#### [EXERCISE DESCRIPTION]
Look in the material below for the line holding "filename src/image_proc/mod.rs". Set it down exactly, with each later line up to and including the line holding "cannot be expressed.".

#### [SUPPLIED DATA]
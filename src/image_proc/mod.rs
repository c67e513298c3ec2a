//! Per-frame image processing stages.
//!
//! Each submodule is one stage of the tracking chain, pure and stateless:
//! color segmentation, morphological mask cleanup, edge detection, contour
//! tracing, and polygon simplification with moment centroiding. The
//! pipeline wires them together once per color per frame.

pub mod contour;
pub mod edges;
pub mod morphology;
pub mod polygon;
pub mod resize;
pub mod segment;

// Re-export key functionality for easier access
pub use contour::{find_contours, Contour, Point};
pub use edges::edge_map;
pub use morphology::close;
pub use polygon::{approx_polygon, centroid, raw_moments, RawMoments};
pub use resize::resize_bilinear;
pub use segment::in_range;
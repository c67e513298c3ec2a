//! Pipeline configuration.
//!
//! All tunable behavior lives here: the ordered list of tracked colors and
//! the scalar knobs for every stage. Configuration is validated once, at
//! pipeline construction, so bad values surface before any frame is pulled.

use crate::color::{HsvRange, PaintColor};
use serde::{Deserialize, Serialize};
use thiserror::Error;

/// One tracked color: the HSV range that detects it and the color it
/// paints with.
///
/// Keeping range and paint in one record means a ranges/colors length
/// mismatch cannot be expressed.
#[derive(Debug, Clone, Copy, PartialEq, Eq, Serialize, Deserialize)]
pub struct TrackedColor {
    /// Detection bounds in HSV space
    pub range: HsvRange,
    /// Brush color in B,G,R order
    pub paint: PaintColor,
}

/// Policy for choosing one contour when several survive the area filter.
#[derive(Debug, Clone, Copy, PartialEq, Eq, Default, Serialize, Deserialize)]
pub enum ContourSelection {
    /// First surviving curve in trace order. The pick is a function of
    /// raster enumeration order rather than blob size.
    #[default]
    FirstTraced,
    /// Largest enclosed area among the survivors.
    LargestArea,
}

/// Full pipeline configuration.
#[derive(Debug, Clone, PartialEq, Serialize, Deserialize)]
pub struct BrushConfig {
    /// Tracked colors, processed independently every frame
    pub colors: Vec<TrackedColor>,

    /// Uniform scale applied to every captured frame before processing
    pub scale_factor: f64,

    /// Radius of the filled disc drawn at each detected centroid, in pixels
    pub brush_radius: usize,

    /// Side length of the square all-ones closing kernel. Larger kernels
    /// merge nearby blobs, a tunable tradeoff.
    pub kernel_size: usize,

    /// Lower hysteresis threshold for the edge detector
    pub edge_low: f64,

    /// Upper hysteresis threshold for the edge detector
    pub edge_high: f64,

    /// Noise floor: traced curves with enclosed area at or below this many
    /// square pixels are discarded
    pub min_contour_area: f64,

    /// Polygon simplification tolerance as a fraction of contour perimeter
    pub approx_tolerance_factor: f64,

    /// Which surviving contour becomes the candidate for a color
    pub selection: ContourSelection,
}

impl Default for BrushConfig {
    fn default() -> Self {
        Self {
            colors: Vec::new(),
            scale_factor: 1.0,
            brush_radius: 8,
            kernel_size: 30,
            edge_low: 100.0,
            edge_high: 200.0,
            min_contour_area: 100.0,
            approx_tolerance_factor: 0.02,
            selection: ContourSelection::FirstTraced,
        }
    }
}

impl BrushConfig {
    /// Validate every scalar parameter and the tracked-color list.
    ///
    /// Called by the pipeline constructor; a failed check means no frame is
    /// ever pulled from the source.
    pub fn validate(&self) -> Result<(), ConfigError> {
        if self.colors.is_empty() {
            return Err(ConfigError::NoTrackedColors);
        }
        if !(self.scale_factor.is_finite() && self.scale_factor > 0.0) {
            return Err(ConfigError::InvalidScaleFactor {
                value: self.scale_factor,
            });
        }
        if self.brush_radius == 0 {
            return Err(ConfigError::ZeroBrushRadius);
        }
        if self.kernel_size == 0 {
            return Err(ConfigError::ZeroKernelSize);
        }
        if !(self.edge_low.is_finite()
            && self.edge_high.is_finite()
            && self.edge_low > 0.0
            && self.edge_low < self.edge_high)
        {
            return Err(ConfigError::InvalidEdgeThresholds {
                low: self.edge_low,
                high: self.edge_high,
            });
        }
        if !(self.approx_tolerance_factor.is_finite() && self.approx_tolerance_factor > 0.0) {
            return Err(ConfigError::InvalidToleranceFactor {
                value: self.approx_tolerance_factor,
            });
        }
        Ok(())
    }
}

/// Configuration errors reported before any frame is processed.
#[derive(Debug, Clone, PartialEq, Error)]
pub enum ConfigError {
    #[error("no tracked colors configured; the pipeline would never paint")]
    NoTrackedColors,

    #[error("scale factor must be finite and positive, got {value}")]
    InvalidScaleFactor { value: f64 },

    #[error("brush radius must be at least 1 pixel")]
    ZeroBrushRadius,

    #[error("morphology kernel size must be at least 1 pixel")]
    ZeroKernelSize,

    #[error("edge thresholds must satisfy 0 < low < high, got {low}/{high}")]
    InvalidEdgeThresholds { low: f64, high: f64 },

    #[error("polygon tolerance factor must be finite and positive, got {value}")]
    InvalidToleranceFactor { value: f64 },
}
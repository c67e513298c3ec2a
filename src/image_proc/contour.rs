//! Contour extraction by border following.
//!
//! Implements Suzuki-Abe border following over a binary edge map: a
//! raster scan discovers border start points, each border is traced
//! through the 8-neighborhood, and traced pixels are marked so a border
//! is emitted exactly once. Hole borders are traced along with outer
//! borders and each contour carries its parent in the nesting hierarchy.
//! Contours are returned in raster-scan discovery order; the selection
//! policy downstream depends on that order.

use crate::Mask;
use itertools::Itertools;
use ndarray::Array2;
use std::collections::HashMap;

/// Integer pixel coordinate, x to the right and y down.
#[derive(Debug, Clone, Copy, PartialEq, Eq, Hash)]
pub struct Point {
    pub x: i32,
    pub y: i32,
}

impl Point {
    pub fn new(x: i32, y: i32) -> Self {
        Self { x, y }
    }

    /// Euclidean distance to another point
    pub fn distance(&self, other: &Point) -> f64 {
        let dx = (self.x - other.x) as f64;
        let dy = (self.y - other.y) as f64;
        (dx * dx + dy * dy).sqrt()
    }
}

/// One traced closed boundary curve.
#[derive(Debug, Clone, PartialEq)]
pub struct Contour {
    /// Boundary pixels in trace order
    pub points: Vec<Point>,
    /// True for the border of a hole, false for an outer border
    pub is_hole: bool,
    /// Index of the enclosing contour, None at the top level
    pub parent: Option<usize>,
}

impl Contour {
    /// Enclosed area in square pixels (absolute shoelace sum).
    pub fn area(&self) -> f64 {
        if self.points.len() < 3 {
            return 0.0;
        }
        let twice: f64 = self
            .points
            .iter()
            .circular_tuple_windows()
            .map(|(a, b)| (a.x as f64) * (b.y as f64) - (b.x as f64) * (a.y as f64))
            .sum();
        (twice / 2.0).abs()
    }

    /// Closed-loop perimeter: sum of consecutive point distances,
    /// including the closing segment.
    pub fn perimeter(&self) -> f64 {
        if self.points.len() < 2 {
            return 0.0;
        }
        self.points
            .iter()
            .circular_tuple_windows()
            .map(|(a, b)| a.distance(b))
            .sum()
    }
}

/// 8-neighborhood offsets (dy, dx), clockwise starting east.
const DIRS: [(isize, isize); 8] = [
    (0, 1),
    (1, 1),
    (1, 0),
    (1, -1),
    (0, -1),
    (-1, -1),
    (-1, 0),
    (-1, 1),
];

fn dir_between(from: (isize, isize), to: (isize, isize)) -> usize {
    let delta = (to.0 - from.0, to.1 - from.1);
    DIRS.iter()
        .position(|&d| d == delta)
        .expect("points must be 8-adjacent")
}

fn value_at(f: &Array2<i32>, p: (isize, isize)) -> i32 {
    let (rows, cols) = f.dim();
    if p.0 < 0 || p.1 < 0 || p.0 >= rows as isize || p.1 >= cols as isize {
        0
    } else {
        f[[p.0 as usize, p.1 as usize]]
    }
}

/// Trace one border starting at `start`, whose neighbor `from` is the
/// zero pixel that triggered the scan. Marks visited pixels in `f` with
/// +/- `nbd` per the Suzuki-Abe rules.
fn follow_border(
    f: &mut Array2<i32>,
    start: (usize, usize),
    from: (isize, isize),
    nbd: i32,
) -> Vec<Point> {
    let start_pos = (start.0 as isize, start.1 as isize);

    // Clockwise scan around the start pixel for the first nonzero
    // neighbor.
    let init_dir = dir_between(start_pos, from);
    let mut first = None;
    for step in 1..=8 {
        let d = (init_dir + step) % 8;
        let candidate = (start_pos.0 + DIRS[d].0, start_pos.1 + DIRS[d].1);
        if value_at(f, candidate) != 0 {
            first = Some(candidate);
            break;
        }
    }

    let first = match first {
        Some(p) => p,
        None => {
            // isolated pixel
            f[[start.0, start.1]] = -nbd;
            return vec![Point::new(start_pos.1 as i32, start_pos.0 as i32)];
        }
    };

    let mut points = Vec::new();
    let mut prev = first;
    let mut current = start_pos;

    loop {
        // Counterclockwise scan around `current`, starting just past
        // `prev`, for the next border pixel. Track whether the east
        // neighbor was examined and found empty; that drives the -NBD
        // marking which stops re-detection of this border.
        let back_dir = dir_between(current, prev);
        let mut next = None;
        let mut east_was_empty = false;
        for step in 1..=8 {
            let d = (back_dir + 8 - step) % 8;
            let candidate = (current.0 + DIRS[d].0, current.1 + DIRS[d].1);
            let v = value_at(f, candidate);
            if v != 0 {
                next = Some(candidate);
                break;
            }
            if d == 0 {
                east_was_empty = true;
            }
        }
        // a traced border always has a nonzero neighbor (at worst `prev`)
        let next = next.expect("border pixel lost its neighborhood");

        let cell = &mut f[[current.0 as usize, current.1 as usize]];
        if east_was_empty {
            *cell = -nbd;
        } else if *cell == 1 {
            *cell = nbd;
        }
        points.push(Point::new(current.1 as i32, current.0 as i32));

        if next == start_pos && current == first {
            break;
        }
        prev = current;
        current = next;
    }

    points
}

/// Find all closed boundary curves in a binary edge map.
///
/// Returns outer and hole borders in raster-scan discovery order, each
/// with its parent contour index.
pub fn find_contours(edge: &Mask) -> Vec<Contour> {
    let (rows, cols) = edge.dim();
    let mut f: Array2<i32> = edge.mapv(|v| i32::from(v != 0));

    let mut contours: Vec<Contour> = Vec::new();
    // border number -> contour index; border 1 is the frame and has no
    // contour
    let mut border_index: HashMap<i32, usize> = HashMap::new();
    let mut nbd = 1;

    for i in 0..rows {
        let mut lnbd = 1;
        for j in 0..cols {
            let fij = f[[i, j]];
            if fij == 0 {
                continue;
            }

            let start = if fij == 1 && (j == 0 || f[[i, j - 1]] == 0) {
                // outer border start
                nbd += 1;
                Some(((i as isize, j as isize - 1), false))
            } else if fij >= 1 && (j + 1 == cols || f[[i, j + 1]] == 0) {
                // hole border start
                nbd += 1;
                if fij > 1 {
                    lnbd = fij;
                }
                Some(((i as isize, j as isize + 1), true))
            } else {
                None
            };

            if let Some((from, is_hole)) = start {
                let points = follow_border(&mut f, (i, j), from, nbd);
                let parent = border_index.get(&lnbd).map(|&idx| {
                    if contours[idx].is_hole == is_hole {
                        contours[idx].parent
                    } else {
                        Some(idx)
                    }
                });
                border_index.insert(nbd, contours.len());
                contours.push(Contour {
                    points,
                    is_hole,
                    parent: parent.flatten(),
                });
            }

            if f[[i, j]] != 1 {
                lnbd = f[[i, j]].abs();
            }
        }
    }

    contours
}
==
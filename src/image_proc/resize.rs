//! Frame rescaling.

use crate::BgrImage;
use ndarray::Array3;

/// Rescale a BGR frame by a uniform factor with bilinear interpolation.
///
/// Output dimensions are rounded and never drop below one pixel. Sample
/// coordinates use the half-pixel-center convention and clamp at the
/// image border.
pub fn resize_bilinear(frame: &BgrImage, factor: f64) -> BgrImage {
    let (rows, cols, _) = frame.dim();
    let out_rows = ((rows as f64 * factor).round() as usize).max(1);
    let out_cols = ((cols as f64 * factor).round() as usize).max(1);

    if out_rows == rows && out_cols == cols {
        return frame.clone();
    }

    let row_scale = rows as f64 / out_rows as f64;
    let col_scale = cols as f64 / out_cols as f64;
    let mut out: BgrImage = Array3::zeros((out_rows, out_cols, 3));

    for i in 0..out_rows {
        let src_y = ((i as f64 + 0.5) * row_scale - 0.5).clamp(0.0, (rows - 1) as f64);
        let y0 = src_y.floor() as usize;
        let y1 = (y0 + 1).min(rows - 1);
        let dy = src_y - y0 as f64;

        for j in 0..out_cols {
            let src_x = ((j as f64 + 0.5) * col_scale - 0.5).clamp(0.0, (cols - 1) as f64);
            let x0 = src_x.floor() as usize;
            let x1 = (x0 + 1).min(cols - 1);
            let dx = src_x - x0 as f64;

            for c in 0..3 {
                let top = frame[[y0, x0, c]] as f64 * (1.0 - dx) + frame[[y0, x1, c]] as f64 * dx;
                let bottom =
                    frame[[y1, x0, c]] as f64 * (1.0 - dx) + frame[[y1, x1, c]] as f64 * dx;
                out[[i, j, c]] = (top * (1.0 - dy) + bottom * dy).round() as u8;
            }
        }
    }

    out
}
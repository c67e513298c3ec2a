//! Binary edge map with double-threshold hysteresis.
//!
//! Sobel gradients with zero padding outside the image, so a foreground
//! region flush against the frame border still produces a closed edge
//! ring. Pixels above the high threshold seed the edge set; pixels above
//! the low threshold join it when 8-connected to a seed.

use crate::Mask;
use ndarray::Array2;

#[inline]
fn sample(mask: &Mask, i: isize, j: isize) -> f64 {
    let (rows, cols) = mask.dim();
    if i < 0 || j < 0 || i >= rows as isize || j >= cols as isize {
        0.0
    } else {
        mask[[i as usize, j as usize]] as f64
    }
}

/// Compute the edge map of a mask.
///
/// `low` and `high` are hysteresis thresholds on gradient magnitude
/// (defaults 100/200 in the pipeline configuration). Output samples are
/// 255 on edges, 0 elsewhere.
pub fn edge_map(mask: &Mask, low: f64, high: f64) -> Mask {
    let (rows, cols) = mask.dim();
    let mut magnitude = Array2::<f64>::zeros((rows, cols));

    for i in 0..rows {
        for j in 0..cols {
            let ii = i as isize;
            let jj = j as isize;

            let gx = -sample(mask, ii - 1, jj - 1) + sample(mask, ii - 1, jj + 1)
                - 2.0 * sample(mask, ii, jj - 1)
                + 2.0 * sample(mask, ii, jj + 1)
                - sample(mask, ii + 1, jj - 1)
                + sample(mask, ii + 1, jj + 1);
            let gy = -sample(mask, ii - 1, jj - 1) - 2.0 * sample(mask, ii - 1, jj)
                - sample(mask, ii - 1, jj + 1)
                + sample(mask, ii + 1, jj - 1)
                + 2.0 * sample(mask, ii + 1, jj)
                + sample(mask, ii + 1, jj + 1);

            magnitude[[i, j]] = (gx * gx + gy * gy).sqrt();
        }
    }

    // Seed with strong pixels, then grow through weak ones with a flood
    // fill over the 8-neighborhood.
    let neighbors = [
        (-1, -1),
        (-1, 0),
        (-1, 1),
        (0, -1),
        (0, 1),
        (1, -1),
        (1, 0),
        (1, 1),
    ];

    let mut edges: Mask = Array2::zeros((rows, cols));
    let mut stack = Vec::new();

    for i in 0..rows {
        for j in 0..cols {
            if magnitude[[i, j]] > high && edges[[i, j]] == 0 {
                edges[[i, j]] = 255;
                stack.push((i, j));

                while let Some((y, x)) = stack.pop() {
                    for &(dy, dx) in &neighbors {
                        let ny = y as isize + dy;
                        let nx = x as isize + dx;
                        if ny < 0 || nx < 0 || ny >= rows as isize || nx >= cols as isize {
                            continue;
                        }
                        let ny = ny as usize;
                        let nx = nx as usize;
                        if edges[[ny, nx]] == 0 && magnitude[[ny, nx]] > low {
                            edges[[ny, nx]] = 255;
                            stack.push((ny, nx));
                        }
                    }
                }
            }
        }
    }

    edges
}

#### [FINISHED TASK]
filename src/image_proc/mod.rs
repository c67e513298c3ec2a
//! Per-frame image processing stages.
//!
//! Each submodule is one stage of the tracking chain, pure and stateless:
//! color segmentation, morphological mask cleanup, edge detection, contour
//! tracing, and polygon simplification with moment centroiding. The
//! pipeline wires them together once per color per frame.

pub mod contour;
pub mod edges;
pub mod morphology;
pub mod polygon;
pub mod resize;
pub mod segment;

// Re-export key functionality for easier access
pub use contour::{find_contours, Contour, Point};
pub use edges::edge_map;
pub use morphology::close;
pub use polygon::{approx_polygon, centroid, raw_moments, RawMoments};
pub use resize::resize_bilinear;
pub use segment::in_range;
repository c67e513298c3ec2a
//! Pipeline configuration.
//!
//! All tunable behavior lives here: the ordered list of tracked colors and
//! the scalar knobs for every stage. Configuration is validated once, at
//! pipeline construction, so bad values surface before any frame is pulled.

use crate::color::{HsvRange, PaintColor};
use serde::{Deserialize, Serialize};
use thiserror::Error;

/// One tracked color: the HSV range that detects it and the color it
/// paints with.
///
/// Keeping range and paint in one record means a ranges/colors length
/// mismatch cannot be expressed.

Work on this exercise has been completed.